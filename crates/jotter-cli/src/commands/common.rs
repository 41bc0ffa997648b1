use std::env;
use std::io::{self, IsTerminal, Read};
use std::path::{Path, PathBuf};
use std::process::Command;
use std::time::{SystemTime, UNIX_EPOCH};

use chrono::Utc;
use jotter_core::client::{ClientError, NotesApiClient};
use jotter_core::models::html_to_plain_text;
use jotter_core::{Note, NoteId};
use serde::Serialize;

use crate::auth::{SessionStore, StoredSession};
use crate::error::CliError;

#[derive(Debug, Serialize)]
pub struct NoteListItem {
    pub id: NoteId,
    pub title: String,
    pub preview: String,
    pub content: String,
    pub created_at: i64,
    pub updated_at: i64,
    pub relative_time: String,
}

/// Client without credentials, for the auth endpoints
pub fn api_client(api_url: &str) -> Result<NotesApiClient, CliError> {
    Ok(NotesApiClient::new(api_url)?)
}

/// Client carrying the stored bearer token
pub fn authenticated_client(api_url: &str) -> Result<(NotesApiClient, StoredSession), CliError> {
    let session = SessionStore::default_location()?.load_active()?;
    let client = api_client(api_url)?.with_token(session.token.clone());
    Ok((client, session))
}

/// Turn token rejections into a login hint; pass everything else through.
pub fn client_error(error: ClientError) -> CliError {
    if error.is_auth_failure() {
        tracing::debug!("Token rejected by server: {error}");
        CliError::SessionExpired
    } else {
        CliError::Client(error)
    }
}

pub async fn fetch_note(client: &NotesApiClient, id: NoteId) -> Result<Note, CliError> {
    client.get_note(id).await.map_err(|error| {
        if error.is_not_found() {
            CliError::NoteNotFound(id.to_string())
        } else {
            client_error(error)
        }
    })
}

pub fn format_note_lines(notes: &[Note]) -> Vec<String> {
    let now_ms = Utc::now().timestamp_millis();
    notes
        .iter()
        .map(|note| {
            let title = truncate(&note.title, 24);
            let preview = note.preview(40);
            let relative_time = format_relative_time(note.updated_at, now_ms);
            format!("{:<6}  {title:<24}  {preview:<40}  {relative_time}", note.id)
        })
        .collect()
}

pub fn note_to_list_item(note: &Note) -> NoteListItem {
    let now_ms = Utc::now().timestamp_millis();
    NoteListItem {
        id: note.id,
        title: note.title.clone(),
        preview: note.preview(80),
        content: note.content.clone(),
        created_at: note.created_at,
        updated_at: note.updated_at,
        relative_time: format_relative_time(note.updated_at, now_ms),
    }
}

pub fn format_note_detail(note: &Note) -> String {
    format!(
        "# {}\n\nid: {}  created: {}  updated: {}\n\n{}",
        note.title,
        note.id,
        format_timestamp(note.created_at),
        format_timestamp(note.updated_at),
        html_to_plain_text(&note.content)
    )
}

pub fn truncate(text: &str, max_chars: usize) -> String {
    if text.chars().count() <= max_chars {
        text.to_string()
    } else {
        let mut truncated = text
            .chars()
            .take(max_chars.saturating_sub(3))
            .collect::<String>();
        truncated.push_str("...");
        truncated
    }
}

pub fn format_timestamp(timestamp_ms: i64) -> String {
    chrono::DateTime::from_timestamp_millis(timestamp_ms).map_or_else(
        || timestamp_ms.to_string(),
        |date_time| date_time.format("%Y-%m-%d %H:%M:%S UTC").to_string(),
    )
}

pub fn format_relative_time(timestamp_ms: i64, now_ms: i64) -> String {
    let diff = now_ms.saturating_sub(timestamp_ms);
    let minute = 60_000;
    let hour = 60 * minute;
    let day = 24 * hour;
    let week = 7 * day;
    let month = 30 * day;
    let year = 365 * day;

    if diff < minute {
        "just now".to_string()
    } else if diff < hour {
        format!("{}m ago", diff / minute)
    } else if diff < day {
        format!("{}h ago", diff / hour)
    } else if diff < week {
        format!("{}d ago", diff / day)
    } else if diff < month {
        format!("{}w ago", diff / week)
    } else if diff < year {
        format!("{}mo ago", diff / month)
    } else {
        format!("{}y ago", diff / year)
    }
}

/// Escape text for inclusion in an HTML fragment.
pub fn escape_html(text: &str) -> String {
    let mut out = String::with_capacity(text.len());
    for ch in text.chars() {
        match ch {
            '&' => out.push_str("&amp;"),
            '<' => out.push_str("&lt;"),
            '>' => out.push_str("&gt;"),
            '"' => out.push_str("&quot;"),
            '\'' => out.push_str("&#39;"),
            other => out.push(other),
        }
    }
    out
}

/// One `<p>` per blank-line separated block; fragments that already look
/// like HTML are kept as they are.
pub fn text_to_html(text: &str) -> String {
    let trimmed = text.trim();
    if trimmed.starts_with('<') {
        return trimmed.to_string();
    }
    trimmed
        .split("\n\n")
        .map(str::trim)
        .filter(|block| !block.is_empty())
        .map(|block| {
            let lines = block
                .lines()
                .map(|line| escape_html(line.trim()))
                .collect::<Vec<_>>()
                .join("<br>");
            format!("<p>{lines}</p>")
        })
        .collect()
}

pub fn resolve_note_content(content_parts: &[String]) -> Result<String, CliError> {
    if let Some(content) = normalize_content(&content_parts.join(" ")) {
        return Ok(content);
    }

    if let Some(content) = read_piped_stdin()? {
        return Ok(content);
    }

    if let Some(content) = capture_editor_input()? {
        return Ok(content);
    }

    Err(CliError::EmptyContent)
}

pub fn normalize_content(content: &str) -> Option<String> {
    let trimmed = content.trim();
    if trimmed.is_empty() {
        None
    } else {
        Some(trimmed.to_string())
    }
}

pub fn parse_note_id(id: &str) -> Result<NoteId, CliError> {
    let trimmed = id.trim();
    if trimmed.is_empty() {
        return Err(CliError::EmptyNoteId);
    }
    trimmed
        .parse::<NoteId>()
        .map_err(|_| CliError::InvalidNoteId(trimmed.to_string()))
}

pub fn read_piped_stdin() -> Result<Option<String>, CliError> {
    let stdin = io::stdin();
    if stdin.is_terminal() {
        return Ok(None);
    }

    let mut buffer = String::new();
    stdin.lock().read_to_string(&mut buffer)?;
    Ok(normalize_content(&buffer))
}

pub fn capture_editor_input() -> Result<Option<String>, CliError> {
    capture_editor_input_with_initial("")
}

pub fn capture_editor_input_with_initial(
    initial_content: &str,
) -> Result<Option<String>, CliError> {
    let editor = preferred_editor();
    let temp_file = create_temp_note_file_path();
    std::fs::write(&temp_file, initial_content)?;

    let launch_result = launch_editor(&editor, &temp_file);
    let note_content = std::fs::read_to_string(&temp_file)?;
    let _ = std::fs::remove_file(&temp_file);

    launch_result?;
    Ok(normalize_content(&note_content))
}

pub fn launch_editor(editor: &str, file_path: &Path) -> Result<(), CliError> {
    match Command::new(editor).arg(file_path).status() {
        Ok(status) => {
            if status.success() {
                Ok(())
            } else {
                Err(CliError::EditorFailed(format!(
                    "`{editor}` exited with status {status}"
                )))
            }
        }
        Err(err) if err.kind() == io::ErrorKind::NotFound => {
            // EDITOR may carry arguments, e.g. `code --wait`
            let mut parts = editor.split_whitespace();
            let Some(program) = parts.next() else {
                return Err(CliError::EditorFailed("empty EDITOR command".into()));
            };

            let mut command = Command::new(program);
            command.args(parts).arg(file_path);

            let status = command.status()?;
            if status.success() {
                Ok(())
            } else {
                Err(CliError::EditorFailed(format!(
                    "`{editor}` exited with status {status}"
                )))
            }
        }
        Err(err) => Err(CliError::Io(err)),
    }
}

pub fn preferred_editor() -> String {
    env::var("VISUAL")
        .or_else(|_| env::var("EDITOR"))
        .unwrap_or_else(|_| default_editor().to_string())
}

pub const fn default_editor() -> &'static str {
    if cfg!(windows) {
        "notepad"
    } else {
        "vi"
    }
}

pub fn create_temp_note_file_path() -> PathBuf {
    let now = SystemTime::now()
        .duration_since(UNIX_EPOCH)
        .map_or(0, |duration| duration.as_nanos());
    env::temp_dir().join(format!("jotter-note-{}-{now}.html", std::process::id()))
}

※ ※ ※

- **Exercise instructions**: Search the entries for the string "year" and copy each line where it occurs.

- **Exercise solution**:
    let year = 365 * day;
    } else if diff < year {
        format!("{}y ago", diff / year)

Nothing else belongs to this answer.